#### WHAT THIS TASK INVOLVES
The answer must consist of every line from the entries that holds the word "None".

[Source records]

▼

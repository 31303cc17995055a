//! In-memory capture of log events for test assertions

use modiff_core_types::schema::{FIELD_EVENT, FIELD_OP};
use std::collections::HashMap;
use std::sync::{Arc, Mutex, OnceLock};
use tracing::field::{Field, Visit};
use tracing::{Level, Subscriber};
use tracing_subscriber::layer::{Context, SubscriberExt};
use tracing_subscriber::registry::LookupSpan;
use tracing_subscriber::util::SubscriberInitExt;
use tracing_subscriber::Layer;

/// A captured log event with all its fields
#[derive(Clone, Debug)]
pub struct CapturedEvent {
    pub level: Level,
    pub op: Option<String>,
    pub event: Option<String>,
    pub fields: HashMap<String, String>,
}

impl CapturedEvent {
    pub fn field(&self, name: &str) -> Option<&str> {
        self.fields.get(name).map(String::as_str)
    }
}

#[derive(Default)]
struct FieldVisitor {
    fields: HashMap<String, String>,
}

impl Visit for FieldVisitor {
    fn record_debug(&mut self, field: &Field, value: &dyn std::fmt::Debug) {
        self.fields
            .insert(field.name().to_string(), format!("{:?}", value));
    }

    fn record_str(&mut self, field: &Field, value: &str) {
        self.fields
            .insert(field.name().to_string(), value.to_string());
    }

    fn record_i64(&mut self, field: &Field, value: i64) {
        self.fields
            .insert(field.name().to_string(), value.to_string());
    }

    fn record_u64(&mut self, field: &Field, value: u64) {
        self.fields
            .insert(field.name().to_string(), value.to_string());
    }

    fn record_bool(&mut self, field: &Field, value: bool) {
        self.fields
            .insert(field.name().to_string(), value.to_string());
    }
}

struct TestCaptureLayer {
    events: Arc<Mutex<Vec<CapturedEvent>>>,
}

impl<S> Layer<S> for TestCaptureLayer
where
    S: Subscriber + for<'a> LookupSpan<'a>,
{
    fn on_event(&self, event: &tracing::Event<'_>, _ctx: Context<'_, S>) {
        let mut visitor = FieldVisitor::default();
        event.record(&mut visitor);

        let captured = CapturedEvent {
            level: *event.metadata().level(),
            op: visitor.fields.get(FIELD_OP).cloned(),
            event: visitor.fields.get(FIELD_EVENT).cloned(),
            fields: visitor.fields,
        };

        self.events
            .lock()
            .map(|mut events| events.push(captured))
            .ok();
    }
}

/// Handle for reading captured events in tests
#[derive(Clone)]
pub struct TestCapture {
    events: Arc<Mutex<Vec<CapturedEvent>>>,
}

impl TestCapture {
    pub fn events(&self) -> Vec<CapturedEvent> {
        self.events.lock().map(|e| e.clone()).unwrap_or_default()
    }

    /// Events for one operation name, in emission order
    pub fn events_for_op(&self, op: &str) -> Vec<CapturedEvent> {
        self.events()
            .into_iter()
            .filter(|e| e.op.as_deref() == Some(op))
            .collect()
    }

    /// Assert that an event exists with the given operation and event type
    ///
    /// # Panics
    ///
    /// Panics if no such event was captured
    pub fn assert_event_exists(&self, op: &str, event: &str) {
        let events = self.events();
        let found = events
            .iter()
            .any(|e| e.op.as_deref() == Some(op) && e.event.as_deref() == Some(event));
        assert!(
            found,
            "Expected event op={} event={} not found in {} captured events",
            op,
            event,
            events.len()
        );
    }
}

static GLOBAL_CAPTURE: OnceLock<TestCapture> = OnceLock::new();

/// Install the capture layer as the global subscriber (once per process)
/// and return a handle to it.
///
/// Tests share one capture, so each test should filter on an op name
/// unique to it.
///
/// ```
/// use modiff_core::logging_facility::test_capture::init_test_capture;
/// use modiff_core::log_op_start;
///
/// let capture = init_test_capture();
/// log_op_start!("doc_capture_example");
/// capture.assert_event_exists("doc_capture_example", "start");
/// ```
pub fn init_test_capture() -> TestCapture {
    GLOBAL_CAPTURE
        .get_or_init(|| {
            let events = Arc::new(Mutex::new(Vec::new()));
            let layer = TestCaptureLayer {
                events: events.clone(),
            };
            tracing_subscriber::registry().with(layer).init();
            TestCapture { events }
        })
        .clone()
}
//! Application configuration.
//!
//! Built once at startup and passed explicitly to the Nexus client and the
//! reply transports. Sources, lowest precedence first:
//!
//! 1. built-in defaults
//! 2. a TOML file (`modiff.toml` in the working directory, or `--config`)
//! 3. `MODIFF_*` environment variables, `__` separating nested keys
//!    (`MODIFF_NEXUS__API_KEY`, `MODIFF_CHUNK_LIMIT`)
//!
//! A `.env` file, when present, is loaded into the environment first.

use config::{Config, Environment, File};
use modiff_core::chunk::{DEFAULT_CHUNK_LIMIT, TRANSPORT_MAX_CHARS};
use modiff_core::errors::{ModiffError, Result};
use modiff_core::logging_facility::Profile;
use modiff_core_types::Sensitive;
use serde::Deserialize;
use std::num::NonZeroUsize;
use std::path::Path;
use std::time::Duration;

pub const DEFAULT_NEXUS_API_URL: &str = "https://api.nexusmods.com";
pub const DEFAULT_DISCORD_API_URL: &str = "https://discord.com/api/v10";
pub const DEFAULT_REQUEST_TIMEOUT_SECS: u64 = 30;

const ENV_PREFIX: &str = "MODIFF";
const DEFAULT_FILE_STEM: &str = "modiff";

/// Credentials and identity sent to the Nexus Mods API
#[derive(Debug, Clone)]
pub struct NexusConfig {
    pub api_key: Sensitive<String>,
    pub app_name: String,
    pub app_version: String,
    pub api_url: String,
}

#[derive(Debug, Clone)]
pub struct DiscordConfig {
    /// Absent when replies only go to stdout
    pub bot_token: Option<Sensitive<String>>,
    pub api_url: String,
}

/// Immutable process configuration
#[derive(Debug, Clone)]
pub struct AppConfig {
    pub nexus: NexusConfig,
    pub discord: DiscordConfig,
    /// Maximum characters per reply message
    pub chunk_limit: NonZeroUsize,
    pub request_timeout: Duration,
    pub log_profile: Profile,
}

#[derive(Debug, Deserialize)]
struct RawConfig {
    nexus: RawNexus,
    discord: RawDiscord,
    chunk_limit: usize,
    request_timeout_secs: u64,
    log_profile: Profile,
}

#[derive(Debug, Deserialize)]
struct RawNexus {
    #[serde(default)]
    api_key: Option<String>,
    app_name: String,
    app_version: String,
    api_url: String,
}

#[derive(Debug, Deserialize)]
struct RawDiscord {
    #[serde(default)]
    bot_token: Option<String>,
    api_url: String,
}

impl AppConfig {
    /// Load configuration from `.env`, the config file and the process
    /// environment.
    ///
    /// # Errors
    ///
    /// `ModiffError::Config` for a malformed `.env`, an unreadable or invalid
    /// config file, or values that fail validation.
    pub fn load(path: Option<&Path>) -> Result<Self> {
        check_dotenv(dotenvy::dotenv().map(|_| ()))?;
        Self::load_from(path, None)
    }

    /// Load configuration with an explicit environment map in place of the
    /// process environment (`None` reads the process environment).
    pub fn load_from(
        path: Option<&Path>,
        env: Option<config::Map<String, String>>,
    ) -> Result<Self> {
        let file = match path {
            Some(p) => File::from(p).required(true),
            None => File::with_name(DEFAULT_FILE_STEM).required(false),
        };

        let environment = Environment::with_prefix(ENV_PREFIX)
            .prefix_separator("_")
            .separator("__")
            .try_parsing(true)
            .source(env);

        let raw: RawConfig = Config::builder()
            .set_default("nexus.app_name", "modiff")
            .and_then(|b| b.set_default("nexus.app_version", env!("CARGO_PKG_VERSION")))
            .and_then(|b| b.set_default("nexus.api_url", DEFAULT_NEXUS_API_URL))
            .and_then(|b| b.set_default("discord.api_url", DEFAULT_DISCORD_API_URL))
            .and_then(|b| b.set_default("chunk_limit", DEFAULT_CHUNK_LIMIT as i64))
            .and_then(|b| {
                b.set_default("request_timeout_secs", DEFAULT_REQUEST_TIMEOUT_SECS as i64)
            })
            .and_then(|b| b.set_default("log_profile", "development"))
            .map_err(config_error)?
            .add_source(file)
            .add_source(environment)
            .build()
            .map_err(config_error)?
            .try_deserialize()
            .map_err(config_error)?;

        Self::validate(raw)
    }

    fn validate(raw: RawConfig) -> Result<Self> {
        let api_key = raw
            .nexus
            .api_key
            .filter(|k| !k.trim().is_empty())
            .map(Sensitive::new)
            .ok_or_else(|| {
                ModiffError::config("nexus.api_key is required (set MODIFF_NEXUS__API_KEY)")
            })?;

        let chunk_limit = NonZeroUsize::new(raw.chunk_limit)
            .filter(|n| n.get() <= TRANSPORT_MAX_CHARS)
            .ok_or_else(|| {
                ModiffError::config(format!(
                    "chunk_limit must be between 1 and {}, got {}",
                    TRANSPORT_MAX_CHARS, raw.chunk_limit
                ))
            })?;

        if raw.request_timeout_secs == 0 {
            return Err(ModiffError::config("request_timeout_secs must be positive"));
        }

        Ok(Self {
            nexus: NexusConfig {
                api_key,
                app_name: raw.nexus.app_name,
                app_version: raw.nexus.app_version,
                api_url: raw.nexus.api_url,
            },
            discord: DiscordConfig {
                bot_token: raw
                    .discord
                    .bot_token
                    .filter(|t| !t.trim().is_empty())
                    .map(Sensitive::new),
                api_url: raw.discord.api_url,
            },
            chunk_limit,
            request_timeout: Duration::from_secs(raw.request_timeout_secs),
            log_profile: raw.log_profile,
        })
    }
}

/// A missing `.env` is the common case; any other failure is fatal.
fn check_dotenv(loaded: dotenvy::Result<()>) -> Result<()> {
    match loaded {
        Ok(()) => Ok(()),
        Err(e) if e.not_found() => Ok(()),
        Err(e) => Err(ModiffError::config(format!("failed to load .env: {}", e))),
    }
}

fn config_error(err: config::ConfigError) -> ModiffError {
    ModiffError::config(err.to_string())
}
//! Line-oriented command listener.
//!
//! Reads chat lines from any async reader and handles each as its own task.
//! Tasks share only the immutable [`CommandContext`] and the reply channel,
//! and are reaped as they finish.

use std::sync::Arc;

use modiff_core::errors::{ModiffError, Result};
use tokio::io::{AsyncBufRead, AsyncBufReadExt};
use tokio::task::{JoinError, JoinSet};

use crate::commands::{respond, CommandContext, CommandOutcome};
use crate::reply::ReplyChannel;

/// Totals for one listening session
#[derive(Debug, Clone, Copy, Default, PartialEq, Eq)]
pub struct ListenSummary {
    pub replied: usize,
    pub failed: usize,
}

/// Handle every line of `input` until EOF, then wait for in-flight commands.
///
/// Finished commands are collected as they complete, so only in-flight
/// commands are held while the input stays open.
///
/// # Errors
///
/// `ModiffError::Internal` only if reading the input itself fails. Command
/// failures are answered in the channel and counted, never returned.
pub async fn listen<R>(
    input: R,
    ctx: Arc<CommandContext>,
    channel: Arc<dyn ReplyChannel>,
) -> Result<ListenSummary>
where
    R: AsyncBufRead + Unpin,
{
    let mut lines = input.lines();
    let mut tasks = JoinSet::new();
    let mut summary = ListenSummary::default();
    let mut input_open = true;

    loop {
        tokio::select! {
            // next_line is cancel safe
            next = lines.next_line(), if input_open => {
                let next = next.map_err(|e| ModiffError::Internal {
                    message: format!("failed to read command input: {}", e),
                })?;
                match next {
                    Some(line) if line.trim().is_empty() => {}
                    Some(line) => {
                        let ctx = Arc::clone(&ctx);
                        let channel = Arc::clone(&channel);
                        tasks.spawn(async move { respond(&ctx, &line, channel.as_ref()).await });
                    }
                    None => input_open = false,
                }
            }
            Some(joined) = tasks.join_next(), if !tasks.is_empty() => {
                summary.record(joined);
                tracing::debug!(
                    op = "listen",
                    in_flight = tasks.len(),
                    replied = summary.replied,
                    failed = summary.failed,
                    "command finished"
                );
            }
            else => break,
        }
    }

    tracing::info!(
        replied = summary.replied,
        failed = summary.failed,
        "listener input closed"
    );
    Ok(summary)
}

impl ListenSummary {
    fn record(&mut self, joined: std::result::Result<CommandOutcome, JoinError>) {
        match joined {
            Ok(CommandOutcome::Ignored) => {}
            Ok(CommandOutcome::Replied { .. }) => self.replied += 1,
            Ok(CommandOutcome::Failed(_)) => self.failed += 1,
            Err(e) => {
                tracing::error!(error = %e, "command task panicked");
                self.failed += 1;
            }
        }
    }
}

▲

#### ANSWER FOR THIS EXERCISE
        Self::load_from(path, None)
    /// process environment (`None` reads the process environment).
            None => File::with_name(DEFAULT_FILE_STEM).required(false),
                    None => input_open = false,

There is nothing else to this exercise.